**TASK GOAL:** Everything from the line containing "(5, Some(p3)) =>" through the end of the entries should be transcribed exactly. Leave out all other lines.

**DATA:**
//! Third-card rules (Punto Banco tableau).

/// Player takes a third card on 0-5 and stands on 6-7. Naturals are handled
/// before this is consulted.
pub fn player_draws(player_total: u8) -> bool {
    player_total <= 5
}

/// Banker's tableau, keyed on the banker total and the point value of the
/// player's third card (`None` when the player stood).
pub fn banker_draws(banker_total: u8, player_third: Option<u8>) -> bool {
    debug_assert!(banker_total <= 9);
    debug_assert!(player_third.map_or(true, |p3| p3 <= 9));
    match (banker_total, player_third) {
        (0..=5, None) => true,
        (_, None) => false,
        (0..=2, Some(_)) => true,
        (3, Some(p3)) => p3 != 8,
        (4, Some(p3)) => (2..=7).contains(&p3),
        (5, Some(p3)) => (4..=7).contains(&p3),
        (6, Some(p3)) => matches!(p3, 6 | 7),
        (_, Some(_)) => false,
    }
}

**WRITTEN SOLUTION:**
        (5, Some(p3)) => (4..=7).contains(&p3),
        (6, Some(p3)) => matches!(p3, 6 | 7),
        (_, Some(_)) => false,
    }
}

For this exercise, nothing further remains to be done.